YARA for Python
===============

This is a Python extension that gives you access to YARA's powerful features from 
your own Python scripts. 


HOW TO BUILD
============


yara-python depends on libyara, a library that implements YARA's core functions. You
must build and install YARA in your system before building yara-python. The latest
YARA version can be downloaded from:

http://yara.googlecode.com/files/yara-1.6.tar.gz


After installing YARA you can build yara-python this way:

$ tar xzvf yara-python-1.6.tar.gz
$ cd yara-python-1.6
$ python setup.py build
$ sudo python setup.py install

You can test your installation by invoking Python and importing the YARA module:

$ python
Python 2.7.1 (r271:86832, Jun 16 2011, 16:59:05) 
[GCC 4.2.1 (Based on Apple Inc. build 5658) (LLVM build 2335.15.00)] on darwin
Type "help", "copyright", "credits" or "license" for more information.
>>> import yara
>>>

In some operating systems (e.g: Ubuntu) you can get an error message like this one:

Traceback (most recent call last):
  File "<stdin>", line 1, in ?
ImportError: libyara.so.0: cannot open shared object file: No such file or directory


If you get the previous error you should add the path /usr/local/lib to the loader
configuration file:

$ sudo su
$ echo "/usr/local/lib" >> /etc/ld.so.conf
$ ldconfig


HOW TO USE
==========

Once yara-python is built and installed on your system you can use it as shown below:

import yara

Then you will need to compile your YARA rules before applying them to your data, the
rules can be compiled from a file path:

rules = yara.compile(filepath='/foo/bar/myrules')

The default argument is 'filepath', so you don't need to explicitly specify its name:

rules = yara.compile('/foo/bar/myrules')

You can also compile your rules from a file object:

fh = open('/foo/bar/myrules')
rules = yara.compile(file=fh)
fh.close()

Or you can compile them directly from a Python string:

rules = yara.compile(source='rule dummy { condition: true }')

If you want to compile a group of files or strings at the same time you can do it by using
the 'filepaths' or 'sources' named arguments:

rules = yara.compile(filepaths={

	'namespace1':'/my/path/rules1',
	'namespace2':'/my/path/rules2'
})

rules = yara.compile(sources={

	'namespace1':'rule dummy { condition: true }',
	'namespace2':'rule dummy { condition: false }'
})

Notice that both 'filepaths' and 'sources' must be dictionaries with keys of string type. The dictionary
keys are used as a namespace identifier, allowing to differentiate between rules with the same name in
different sources, as occurs in the second example with the “dummy” name.

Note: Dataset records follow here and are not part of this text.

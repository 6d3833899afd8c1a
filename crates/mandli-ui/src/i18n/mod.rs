//! Flat JSON-backed translations with one table per supported locale.
//!
//! # Design
//! - Tables are compiled in and parsed once on first use; they are never mutated.
//! - Lookups never fail: a key missing from the active table renders as the key itself.
//! - There is no cross-locale fallback, so a gap in one table stays visible.

use std::collections::HashMap;
use std::fmt;
use std::str::FromStr;
use std::sync::LazyLock;
use thiserror::Error;

pub mod resolver;

pub use resolver::{
    Hydration, LOCALE_STORAGE_KEY, LocaleResolver, LocaleStore, MemoryStore, PersistOutcome,
    StorageError,
};

/// Supported display locales.
#[derive(Clone, Copy, Debug, PartialEq, Eq, Hash)]
pub enum LocaleCode {
    /// English.
    En,
    /// Gujarati.
    Gu,
}

impl LocaleCode {
    /// All supported locales; the first entry is the default.
    #[must_use]
    pub const fn all() -> [Self; 2] {
        [Self::En, Self::Gu]
    }

    /// Tag persisted to storage and used as the table name.
    #[must_use]
    pub const fn code(self) -> &'static str {
        match self {
            Self::En => "en",
            Self::Gu => "gu",
        }
    }

    /// Name of the locale in its own script, for the language toggle.
    #[must_use]
    pub const fn label(self) -> &'static str {
        match self {
            Self::En => "English",
            Self::Gu => "ગુજરાતી",
        }
    }

    /// BCP 47 tag applied to the document `lang` attribute.
    #[must_use]
    pub const fn html_lang(self) -> &'static str {
        match self {
            Self::En => "en-IN",
            Self::Gu => "gu-IN",
        }
    }

    /// The other locale of the pair.
    #[must_use]
    pub const fn toggled(self) -> Self {
        match self {
            Self::En => Self::Gu,
            Self::Gu => Self::En,
        }
    }

    /// Exact match against the supported tags.
    #[must_use]
    pub fn from_code(tag: &str) -> Option<Self> {
        Self::all().into_iter().find(|locale| locale.code() == tag)
    }
}

impl fmt::Display for LocaleCode {
    fn fmt(&self, f: &mut fmt::Formatter<'_>) -> fmt::Result {
        f.write_str(self.code())
    }
}

impl FromStr for LocaleCode {
    type Err = LocaleError;

    fn from_str(tag: &str) -> Result<Self, Self::Err> {
        Self::from_code(tag).ok_or_else(|| LocaleError::Unsupported {
            tag: tag.to_string(),
        })
    }
}

/// Default locale used until a persisted choice is restored.
pub const DEFAULT_LOCALE: LocaleCode = LocaleCode::all()[0];

/// Errors raised by the locale layer.
#[derive(Debug, Clone, Error, PartialEq, Eq)]
pub enum LocaleError {
    /// The tag is not one of [`LocaleCode::all`].
    #[error("unsupported locale tag {tag:?}")]
    Unsupported {
        /// Rejected tag as supplied.
        tag: String,
    },
}

/// Errors raised while parsing a translation table.
#[derive(Debug, Error)]
pub enum TableError {
    /// The document is not a flat object of strings.
    #[error("translation table is not a flat string map: {0}")]
    Malformed(#[from] serde_json::Error),
}

/// Key to display-string mapping for one locale.
#[derive(Clone, Debug, Default, PartialEq, Eq)]
pub struct TranslationTable {
    entries: HashMap<String, String>,
}

impl TranslationTable {
    /// Parse a flat JSON object of string values.
    ///
    /// # Errors
    ///
    /// Returns [`TableError::Malformed`] when the document is not a JSON object
    /// whose values are all strings.
    pub fn parse(raw: &str) -> Result<Self, TableError> {
        let entries: HashMap<String, String> = serde_json::from_str(raw)?;
        Ok(Self { entries })
    }

    /// Raw lookup without fallback.
    #[must_use]
    pub fn get(&self, key: &str) -> Option<&str> {
        self.entries.get(key).map(String::as_str)
    }

    /// Whether the table defines `key`.
    #[must_use]
    pub fn contains(&self, key: &str) -> bool {
        self.entries.contains_key(key)
    }

    /// Iterate the defined keys in arbitrary order.
    pub fn keys(&self) -> impl Iterator<Item = &str> {
        self.entries.keys().map(String::as_str)
    }

    /// Number of defined keys.
    #[must_use]
    pub fn len(&self) -> usize {
        self.entries.len()
    }

    /// Whether the table has no keys.
    #[must_use]
    pub fn is_empty(&self) -> bool {
        self.entries.is_empty()
    }
}

static EN_TABLE: LazyLock<TranslationTable> =
    LazyLock::new(|| load_table(LocaleCode::En, include_str!("../../i18n/en.json")));
static GU_TABLE: LazyLock<TranslationTable> =
    LazyLock::new(|| load_table(LocaleCode::Gu, include_str!("../../i18n/gu.json")));

fn load_table(locale: LocaleCode, raw: &str) -> TranslationTable {
    TranslationTable::parse(raw).unwrap_or_else(|err| {
        report_table_error(locale, &err);
        TranslationTable::default()
    })
}

#[cfg(target_arch = "wasm32")]
fn report_table_error(locale: LocaleCode, err: &TableError) {
    gloo::console::error!("translation table failed to load", locale.code(), err.to_string());
}

#[cfg(not(target_arch = "wasm32"))]
const fn report_table_error(_locale: LocaleCode, _err: &TableError) {}

/// Compiled-in table for `locale`.
#[must_use]
pub fn table(locale: LocaleCode) -> &'static TranslationTable {
    match locale {
        LocaleCode::En => &EN_TABLE,
        LocaleCode::Gu => &GU_TABLE,
    }
}

/// Active-locale view handed to components through context.
#[derive(Clone, Copy, Debug)]
pub struct TranslationBundle {
    /// Locale backing this bundle.
    pub locale: LocaleCode,
    table: &'static TranslationTable,
}

impl PartialEq for TranslationBundle {
    fn eq(&self, other: &Self) -> bool {
        self.locale == other.locale
    }
}

impl TranslationBundle {
    /// Bundle over the compiled-in table for `locale`.
    #[must_use]
    pub fn new(locale: LocaleCode) -> Self {
        Self {
            locale,
            table: table(locale),
        }
    }

    /// Localized text for `key`, or `key` itself when the table lacks it.
    #[must_use]
    pub fn text(&self, key: &str) -> String {
        self.table.get(key).unwrap_or(key).to_string()
    }
}

impl Default for TranslationBundle {
    fn default() -> Self {
        Self::new(DEFAULT_LOCALE)
    }
}

#[cfg(test)]
mod tests {
    use super::*;

    #[test]
    fn default_locale_is_first_supported() {
        assert_eq!(DEFAULT_LOCALE, LocaleCode::En);
        assert_eq!(LocaleCode::all()[0], DEFAULT_LOCALE);
    }

    #[test]
    fn tags_match_exactly() {
        assert_eq!(LocaleCode::from_code("gu"), Some(LocaleCode::Gu));
        assert_eq!(LocaleCode::from_code("en"), Some(LocaleCode::En));
        assert_eq!(LocaleCode::from_code("GU"), None);
        assert_eq!(LocaleCode::from_code("en-US"), None);
        assert_eq!(
            "fr".parse::<LocaleCode>(),
            Err(LocaleError::Unsupported { tag: "fr".into() })
        );
    }

    #[test]
    fn toggle_swaps_the_pair() {
        assert_eq!(LocaleCode::En.toggled(), LocaleCode::Gu);
        assert_eq!(LocaleCode::Gu.toggled(), LocaleCode::En);
    }

    #[test]
    fn brand_scenario_resolves_per_locale() {
        assert_eq!(TranslationBundle::new(LocaleCode::En).text("brand"), "Mandli Bank");
        assert_eq!(TranslationBundle::new(LocaleCode::Gu).text("brand"), "મંડળી બેંક");
    }

    #[test]
    fn missing_key_renders_as_key_in_every_locale() {
        for locale in LocaleCode::all() {
            let bundle = TranslationBundle::new(locale);
            assert_eq!(bundle.text("nonexistentKey"), "nonexistentKey");
            assert_eq!(bundle.text(""), "");
        }
    }

    #[test]
    fn present_keys_return_table_values() {
        for locale in LocaleCode::all() {
            let bundle = TranslationBundle::new(locale);
            let table = table(locale);
            assert!(!table.is_empty());
            for key in table.keys() {
                assert_eq!(Some(bundle.text(key).as_str()), table.get(key));
            }
        }
    }

    #[test]
    fn tables_have_structural_parity() {
        let en = table(LocaleCode::En);
        let gu = table(LocaleCode::Gu);
        assert_eq!(en.len(), gu.len());
        for key in en.keys() {
            assert!(gu.contains(key), "gu is missing {key}");
        }
        for key in gu.keys() {
            assert!(en.contains(key), "en is missing {key}");
        }
    }

    #[test]
    fn nested_documents_are_rejected() {
        assert!(TranslationTable::parse(r#"{"nav":{"home":"Home"}}"#).is_err());
        assert!(TranslationTable::parse("[]").is_err());
        let table = TranslationTable::parse(r#"{"home":"Home"}"#).ok();
        assert_eq!(table.and_then(|t| t.get("home").map(str::to_owned)), Some("Home".into()));
    }
}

The compile method also have an optional boolean parameter 'includes' which allows you to control
whether or not the include directive should be accepted in the source files, for example:

rules = yara.compile('/foo/bar/myrules', includes=False)

If the source file contains include directives the previous line would raise an exception.

If you are using external variables in your rules you must define those externals variables either while
compiling the rules, or while applying the rules to some file. To define your variables at the moment of
compilation you should pass the 'externals' parameter to the compile method. For example:

rules = yara.compile( '/foo/rules', 
				   externals= {
						'var1': 'some string',
						'var2': 4,
						'var3': True
				   })

The 'externals' parameter must be a dictionary with the names of the variables as keys and an associated
value of either string, integer or boolean type.

In all cases compile returns an instance of the class Rules, which in turn has a match method:

matches = rules.match('/foo/bar/myfile')

But you can also apply the rules to a Python string:

f = fopen('/foo/bar/myfile', 'rb')

matches = rules.match(data=f.read())

As in the case of compile, the 'match' method can receive definitions for externals variables in the externals
parameter.

matches = rules.match( '/foo/bar/myfile', 
				   externals= {
						'var1': 'some other string',
						'var4': 100,
				   })

Externals variables defined during compile-time don’t need to be defined again in subsequent invocations of
'match' method. However you can redefine any variable as needed, or provide additional definitions that weren’t
provided during compilation.

You can also specify a callback function when invoking match method. The provided function will be called for
every rule, no matter if matching or not. Your callback function should expect a single parameter of dictionary
type, and should return CALLBACK_CONTINUE to proceed to the next rule or CALLBACK_ABORT to stop applying rules to
your data.


Here is an example:

import yara

def mycallback(data):
	print data
	yara.CALLBACK_CONTINUE

matches = rules.match('/foo/bar/myfile', callback=mycallback)

The passed dictionary will be something like this:

{
	'tags': ['foo', 'bar'], 
	'matches': True, 
	'namespace': 'default', 
	'rule': 'my_rule', 
	'meta': {}, 
	'strings': [(81, '$a', 'abc'), (141, '$b', 'def')]
}

The 'matches' field indicates if the rules matches the data or not.

The 'strings' fields is a list of matching strings, with vectors of the form:

(<offset>, <string identifier>, <string data>)

The 'match' method returns a list of instances of the class Match. The instances of this class can be treated as text
strings containing the name of the matching rule. For example you can print them:

for m in matches:
	print "%s" % m

In some circumstances you may need to explicitly convert the instance of Match to string, for example when comparing
it with another string:

if str(matches[0]) == 'SomeRuleName':
	...

The Match class has the same attributes as the dictionary passed to the callback function:

-rule
-namespace
-meta
-tags
-strings